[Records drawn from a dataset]
• • •
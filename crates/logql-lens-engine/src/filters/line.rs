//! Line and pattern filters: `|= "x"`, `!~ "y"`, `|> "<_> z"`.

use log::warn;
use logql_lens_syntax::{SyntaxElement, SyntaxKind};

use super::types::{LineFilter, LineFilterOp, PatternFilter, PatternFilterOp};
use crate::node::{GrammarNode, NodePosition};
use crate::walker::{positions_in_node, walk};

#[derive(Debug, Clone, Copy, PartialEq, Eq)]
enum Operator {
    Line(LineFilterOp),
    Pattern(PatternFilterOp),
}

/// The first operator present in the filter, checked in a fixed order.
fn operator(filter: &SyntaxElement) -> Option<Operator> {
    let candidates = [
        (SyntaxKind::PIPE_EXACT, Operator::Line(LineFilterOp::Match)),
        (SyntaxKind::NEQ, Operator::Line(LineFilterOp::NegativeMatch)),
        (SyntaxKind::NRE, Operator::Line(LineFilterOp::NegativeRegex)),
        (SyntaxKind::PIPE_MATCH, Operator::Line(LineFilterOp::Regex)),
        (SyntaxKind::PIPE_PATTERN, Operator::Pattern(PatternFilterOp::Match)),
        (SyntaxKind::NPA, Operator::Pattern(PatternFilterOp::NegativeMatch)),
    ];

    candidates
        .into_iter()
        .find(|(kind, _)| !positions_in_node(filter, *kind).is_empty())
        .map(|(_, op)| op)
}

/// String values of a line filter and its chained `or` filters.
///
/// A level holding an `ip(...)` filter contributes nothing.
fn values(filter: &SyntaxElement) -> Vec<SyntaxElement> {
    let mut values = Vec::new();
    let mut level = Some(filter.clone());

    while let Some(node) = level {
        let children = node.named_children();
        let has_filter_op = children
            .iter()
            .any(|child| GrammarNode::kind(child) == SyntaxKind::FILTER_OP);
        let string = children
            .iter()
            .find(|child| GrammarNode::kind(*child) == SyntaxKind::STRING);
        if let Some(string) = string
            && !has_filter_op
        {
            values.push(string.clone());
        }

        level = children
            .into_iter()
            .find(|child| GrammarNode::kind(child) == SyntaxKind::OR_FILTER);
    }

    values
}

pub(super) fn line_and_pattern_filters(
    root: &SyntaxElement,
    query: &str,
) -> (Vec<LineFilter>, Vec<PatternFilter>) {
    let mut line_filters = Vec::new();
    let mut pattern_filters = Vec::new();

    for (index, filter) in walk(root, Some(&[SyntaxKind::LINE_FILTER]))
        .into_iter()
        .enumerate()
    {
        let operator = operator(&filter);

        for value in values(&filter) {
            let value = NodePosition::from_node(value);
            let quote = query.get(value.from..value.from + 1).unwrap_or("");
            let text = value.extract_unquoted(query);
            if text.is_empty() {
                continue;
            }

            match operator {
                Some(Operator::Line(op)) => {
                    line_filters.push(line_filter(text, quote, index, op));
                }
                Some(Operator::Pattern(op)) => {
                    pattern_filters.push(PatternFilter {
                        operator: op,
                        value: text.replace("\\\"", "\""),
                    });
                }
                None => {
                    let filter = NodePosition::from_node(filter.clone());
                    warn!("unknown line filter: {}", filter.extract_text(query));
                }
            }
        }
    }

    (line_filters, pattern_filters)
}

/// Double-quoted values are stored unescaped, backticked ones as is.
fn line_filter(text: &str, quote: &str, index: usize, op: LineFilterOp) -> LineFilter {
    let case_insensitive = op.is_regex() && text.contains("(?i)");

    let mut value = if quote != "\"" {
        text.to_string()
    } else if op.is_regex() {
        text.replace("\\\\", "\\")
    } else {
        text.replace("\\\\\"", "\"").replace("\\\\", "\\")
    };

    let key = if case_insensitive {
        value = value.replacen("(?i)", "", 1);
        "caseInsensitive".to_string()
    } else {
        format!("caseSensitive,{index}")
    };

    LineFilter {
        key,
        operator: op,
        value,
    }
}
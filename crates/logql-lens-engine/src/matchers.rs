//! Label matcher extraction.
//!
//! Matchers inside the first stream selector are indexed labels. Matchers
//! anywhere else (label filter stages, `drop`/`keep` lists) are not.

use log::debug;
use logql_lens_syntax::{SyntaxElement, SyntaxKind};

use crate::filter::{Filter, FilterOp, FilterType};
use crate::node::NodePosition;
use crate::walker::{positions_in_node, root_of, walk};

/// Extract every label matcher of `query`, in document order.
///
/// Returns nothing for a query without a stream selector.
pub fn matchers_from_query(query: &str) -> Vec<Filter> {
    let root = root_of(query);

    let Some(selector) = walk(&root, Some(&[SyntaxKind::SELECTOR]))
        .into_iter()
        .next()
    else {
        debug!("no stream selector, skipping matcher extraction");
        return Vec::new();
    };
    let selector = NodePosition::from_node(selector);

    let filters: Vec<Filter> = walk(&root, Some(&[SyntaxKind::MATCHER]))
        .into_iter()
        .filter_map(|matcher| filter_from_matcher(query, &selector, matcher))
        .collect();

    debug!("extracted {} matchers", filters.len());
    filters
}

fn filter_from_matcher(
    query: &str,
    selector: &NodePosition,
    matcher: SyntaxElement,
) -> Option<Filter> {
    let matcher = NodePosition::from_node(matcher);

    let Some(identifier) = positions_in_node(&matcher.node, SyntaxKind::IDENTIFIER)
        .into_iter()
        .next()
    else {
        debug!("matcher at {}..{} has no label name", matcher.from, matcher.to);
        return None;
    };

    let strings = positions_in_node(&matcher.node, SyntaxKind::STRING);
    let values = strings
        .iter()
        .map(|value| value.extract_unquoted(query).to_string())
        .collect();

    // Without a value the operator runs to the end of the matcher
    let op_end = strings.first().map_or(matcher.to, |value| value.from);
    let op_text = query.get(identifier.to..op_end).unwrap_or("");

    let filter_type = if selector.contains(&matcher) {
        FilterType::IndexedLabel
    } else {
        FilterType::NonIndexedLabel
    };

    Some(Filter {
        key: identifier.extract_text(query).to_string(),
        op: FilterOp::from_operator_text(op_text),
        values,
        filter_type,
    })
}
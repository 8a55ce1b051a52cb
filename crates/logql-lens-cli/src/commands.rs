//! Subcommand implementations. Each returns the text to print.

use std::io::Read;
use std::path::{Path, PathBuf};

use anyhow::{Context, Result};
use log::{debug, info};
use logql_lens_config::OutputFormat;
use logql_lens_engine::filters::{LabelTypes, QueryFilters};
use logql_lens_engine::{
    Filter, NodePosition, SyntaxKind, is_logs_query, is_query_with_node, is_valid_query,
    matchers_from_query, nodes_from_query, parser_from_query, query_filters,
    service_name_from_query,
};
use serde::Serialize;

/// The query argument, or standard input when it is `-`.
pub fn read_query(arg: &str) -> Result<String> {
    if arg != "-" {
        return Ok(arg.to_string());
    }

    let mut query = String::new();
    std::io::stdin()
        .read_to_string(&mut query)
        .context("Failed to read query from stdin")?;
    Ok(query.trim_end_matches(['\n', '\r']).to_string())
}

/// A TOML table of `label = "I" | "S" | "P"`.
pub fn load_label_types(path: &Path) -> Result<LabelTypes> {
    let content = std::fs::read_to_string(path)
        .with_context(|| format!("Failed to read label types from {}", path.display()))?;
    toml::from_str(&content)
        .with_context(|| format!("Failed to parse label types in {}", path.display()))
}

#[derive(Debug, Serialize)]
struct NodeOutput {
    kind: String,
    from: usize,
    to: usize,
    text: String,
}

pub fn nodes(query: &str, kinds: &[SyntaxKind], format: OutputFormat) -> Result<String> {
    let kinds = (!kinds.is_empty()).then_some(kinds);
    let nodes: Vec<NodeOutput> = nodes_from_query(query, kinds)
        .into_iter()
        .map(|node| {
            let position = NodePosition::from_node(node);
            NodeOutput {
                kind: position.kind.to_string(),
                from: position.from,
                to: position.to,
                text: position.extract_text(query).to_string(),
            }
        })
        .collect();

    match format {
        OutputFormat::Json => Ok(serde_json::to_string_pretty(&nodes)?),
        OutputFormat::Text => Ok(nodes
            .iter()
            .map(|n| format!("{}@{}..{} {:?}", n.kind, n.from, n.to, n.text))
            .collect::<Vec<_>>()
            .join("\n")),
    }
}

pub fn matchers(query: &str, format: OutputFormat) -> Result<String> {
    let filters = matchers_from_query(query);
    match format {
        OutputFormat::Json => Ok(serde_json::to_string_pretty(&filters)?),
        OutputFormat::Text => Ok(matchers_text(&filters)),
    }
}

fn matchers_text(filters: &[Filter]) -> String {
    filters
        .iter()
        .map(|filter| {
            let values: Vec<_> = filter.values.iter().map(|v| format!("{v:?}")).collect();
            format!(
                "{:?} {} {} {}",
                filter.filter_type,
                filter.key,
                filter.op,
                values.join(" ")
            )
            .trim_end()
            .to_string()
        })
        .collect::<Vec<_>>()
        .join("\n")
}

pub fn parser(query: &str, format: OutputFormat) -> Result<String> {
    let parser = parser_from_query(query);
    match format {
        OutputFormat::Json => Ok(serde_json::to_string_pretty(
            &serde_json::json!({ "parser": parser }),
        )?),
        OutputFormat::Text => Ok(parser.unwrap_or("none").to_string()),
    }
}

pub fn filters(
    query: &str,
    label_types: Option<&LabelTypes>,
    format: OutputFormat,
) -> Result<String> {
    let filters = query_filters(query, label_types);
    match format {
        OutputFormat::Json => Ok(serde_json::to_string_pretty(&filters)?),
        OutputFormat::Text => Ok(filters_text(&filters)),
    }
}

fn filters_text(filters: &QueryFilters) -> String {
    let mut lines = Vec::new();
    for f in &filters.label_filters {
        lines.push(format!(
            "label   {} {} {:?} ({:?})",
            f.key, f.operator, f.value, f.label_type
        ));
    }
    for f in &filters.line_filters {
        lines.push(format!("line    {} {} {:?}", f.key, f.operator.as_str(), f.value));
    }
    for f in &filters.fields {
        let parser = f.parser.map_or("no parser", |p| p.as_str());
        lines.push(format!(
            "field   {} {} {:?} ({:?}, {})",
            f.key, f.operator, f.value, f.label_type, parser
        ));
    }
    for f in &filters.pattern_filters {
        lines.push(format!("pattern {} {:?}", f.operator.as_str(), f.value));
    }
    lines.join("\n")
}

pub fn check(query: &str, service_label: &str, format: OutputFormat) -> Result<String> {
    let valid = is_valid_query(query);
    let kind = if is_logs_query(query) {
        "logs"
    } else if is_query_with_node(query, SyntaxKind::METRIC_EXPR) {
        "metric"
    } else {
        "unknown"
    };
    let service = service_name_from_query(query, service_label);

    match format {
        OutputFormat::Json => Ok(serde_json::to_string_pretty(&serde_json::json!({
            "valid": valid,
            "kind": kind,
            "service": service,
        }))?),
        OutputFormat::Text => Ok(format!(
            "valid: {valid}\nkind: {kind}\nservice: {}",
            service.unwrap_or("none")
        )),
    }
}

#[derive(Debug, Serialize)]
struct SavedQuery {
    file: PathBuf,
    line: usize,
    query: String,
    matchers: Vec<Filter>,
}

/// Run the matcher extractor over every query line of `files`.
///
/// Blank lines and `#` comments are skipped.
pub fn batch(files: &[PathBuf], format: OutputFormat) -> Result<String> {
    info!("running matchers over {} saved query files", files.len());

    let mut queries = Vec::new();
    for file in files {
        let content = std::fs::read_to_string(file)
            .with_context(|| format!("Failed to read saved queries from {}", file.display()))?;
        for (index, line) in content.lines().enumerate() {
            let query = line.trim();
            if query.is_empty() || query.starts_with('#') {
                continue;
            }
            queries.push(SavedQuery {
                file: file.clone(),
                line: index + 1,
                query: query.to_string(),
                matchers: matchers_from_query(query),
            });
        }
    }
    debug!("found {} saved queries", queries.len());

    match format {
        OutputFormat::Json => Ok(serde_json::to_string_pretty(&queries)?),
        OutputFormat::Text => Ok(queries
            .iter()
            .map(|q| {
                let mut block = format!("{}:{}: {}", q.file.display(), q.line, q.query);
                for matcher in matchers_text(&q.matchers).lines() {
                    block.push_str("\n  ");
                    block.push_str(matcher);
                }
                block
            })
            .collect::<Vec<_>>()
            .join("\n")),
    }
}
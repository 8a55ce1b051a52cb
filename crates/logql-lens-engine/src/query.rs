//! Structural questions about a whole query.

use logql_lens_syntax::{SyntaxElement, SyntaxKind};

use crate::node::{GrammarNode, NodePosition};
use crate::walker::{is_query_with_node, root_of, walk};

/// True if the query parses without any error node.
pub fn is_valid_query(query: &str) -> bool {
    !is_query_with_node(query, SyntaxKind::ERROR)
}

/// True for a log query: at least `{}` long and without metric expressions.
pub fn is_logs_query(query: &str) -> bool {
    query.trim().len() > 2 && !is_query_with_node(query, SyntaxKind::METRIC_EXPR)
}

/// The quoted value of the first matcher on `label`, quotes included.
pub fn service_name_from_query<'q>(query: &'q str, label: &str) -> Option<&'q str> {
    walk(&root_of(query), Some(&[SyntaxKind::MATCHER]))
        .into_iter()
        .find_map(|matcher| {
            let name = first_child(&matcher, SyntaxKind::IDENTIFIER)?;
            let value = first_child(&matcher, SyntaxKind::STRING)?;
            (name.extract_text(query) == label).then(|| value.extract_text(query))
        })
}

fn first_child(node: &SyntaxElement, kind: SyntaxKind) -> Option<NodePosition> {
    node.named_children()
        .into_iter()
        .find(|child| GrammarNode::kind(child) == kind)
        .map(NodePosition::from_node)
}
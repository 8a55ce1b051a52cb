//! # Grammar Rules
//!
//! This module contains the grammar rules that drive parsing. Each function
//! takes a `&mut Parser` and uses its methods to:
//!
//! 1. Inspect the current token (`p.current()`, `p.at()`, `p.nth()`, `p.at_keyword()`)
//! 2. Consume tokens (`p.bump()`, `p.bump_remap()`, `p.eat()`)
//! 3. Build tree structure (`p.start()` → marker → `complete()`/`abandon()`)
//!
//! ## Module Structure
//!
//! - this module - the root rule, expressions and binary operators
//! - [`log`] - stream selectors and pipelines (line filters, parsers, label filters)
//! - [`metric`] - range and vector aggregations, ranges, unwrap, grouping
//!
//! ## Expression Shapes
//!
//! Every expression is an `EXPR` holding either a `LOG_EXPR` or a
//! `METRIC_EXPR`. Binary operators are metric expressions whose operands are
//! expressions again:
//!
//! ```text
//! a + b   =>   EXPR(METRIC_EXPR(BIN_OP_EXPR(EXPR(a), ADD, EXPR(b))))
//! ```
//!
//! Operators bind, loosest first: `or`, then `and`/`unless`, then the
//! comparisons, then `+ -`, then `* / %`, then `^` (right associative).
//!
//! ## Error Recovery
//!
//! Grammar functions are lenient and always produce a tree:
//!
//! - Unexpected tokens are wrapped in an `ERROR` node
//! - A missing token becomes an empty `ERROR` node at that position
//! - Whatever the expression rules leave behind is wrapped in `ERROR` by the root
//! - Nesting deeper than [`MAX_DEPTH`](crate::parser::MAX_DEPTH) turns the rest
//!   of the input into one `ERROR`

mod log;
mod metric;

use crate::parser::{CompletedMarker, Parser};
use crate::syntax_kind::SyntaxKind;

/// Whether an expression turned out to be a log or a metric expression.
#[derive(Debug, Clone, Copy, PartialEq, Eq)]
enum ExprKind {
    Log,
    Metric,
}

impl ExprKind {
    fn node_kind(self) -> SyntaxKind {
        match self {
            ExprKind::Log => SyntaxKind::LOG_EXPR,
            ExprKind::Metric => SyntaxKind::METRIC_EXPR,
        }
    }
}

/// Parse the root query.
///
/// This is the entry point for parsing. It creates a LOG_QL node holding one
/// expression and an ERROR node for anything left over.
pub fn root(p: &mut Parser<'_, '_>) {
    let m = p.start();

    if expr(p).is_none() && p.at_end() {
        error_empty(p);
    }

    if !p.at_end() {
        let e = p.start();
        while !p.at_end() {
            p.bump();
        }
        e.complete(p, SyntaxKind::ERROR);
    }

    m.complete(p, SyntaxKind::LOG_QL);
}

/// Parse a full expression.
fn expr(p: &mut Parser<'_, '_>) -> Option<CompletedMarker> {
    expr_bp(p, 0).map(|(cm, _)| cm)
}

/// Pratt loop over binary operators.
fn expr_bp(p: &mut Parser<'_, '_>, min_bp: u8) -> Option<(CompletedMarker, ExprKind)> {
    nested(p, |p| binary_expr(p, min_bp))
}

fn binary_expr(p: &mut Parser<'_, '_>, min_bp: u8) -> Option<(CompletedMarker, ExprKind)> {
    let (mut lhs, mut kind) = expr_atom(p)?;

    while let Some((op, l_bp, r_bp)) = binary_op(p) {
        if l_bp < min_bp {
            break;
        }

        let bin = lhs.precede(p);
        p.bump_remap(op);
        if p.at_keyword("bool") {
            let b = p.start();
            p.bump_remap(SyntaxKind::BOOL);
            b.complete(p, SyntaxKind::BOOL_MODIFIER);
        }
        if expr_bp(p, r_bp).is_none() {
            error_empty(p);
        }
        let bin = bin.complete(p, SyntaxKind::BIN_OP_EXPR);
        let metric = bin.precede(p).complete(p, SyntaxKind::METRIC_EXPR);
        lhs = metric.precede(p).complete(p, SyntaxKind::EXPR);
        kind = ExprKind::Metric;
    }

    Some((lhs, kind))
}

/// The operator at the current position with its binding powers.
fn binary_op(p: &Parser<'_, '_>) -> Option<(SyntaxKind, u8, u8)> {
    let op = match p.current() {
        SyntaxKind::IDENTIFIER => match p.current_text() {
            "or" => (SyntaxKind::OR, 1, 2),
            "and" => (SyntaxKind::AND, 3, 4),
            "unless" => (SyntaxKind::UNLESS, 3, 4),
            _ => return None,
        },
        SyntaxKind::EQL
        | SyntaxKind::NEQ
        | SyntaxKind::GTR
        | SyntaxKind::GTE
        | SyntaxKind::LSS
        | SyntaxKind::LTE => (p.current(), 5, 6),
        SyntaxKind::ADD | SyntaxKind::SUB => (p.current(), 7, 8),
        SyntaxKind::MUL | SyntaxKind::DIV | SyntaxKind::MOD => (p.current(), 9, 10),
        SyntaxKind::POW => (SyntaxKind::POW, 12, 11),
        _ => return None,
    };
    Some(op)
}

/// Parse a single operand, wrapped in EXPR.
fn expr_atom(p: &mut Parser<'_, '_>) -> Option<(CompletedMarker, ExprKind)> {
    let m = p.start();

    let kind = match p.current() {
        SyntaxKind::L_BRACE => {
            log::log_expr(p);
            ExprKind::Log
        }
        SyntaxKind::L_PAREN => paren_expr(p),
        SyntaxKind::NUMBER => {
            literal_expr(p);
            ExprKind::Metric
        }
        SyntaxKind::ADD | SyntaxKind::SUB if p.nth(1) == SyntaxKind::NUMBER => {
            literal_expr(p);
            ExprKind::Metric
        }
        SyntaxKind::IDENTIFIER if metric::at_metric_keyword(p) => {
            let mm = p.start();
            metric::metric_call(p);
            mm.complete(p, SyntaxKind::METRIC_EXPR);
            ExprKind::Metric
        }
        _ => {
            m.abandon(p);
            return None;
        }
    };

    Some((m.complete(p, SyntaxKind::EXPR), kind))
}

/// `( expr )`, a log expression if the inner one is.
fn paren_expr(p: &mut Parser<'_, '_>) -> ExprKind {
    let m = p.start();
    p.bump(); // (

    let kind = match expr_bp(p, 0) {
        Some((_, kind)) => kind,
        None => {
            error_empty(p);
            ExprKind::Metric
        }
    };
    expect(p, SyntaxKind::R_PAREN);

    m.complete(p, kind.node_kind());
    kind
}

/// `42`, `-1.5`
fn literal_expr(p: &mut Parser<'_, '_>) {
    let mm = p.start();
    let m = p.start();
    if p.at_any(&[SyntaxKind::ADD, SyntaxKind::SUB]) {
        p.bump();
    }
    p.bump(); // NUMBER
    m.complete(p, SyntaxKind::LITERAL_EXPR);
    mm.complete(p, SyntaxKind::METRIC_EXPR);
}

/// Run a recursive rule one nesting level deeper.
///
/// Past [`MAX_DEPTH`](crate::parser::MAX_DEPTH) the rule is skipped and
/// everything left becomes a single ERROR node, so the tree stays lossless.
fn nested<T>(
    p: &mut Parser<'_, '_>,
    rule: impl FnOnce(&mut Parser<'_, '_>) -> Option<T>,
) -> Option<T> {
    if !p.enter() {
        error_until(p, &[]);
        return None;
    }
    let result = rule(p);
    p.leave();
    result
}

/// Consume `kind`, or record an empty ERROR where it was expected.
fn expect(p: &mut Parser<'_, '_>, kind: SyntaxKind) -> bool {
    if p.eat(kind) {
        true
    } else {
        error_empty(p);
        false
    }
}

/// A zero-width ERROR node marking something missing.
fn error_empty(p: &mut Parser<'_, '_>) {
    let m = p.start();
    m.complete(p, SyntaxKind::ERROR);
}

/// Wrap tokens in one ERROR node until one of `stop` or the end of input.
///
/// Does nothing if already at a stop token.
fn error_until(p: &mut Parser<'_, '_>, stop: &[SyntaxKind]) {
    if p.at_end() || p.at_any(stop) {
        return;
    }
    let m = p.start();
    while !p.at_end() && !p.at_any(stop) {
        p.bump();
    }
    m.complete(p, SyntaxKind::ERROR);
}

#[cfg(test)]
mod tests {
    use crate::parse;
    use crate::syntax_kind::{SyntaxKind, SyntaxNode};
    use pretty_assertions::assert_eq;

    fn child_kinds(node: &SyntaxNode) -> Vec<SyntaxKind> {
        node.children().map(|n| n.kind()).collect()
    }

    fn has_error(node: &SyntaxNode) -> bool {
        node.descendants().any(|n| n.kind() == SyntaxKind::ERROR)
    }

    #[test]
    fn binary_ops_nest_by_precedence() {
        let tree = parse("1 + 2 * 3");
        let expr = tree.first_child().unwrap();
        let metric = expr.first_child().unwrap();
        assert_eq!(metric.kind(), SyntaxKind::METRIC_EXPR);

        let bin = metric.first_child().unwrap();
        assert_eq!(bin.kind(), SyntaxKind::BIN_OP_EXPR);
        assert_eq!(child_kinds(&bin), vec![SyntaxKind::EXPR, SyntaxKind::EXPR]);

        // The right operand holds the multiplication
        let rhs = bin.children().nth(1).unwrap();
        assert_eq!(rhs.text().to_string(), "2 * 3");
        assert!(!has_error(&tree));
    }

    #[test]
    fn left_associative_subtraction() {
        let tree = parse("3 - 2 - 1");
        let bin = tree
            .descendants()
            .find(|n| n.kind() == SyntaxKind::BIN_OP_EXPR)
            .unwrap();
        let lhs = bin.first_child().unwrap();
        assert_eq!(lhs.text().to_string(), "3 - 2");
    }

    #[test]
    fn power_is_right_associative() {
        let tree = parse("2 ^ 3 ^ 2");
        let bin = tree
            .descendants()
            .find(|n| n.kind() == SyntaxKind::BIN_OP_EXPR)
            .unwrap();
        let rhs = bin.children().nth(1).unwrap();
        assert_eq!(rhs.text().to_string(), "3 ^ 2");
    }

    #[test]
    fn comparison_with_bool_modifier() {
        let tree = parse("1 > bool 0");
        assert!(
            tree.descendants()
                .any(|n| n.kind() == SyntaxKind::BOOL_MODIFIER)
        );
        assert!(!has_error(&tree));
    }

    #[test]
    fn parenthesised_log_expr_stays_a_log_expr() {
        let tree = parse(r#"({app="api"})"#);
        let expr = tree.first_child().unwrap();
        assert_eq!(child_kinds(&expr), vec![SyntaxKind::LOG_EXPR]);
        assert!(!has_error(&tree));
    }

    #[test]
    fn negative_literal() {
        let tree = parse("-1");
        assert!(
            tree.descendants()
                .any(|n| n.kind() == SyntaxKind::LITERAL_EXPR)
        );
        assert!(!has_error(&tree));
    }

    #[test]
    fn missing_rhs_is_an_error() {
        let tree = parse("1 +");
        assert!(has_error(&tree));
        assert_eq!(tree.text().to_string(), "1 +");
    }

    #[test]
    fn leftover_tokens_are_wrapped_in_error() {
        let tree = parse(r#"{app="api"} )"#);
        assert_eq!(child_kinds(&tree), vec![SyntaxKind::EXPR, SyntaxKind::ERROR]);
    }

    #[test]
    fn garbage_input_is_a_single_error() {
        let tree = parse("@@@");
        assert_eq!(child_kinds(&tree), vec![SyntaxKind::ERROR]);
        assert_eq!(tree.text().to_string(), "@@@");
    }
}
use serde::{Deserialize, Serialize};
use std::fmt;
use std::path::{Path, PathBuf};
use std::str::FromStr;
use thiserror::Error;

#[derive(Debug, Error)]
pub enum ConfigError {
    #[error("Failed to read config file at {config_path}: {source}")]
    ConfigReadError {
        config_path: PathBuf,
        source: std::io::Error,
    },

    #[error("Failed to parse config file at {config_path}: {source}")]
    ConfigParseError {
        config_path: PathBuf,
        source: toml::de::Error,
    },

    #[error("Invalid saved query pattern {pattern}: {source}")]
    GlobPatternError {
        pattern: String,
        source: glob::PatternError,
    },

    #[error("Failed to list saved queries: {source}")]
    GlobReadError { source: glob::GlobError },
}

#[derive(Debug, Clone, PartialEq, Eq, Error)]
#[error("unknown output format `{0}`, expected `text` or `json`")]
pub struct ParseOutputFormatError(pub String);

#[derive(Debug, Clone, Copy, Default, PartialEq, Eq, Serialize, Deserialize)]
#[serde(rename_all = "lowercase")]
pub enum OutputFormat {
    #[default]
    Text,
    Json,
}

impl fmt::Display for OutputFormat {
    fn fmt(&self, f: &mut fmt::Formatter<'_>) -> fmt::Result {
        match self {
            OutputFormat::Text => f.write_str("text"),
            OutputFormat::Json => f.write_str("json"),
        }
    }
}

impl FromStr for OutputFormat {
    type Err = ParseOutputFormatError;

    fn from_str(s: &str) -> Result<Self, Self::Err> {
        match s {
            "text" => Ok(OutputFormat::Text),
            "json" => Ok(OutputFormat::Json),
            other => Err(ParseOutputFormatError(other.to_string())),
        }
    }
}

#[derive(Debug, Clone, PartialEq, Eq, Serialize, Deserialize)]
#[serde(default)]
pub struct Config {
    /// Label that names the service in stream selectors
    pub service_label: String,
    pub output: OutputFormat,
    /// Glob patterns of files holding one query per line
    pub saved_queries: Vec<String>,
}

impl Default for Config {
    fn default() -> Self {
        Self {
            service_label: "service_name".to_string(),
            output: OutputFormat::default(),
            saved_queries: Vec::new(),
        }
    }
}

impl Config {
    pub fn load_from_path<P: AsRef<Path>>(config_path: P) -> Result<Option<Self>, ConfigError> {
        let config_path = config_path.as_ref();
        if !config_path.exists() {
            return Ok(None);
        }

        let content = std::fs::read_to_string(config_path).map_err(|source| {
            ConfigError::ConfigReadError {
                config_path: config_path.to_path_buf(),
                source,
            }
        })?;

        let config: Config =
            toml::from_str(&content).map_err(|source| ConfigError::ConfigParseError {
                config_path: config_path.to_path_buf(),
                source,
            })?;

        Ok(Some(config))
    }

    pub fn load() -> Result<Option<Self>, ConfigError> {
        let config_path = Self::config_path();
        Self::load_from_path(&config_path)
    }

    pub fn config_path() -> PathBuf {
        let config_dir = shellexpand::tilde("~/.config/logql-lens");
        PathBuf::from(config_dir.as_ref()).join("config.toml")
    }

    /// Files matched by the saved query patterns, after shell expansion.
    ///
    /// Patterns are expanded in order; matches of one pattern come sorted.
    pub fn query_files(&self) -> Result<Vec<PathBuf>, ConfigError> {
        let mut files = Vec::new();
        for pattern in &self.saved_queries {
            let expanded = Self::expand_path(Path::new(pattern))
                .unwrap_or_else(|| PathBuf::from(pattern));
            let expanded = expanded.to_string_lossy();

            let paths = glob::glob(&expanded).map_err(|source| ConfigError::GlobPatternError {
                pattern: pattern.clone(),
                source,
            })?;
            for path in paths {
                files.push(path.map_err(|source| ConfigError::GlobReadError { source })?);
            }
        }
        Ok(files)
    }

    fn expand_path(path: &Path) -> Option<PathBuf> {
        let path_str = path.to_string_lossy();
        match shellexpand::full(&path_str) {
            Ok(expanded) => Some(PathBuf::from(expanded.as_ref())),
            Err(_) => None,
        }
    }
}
• • •
Take the lines above from the one containing "error_until(p, &[]);" down to the one containing "holds the multiplication", and transcribe them exactly, both ends included.

WRITTEN REPLY:
        error_until(p, &[]);
        return None;
    }
    let result = rule(p);
    p.leave();
    result
}

/// Consume `kind`, or record an empty ERROR where it was expected.
fn expect(p: &mut Parser<'_, '_>, kind: SyntaxKind) -> bool {
    if p.eat(kind) {
        true
    } else {
        error_empty(p);
        false
    }
}

/// A zero-width ERROR node marking something missing.
fn error_empty(p: &mut Parser<'_, '_>) {
    let m = p.start();
    m.complete(p, SyntaxKind::ERROR);
}

/// Wrap tokens in one ERROR node until one of `stop` or the end of input.
///
/// Does nothing if already at a stop token.
fn error_until(p: &mut Parser<'_, '_>, stop: &[SyntaxKind]) {
    if p.at_end() || p.at_any(stop) {
        return;
    }
    let m = p.start();
    while !p.at_end() && !p.at_any(stop) {
        p.bump();
    }
    m.complete(p, SyntaxKind::ERROR);
}

#[cfg(test)]
mod tests {
    use crate::parse;
    use crate::syntax_kind::{SyntaxKind, SyntaxNode};
    use pretty_assertions::assert_eq;

    fn child_kinds(node: &SyntaxNode) -> Vec<SyntaxKind> {
        node.children().map(|n| n.kind()).collect()
    }

    fn has_error(node: &SyntaxNode) -> bool {
        node.descendants().any(|n| n.kind() == SyntaxKind::ERROR)
    }

    #[test]
    fn binary_ops_nest_by_precedence() {
        let tree = parse("1 + 2 * 3");
        let expr = tree.first_child().unwrap();
        let metric = expr.first_child().unwrap();
        assert_eq!(metric.kind(), SyntaxKind::METRIC_EXPR);

        let bin = metric.first_child().unwrap();
        assert_eq!(bin.kind(), SyntaxKind::BIN_OP_EXPR);
        assert_eq!(child_kinds(&bin), vec![SyntaxKind::EXPR, SyntaxKind::EXPR]);

        // The right operand holds the multiplication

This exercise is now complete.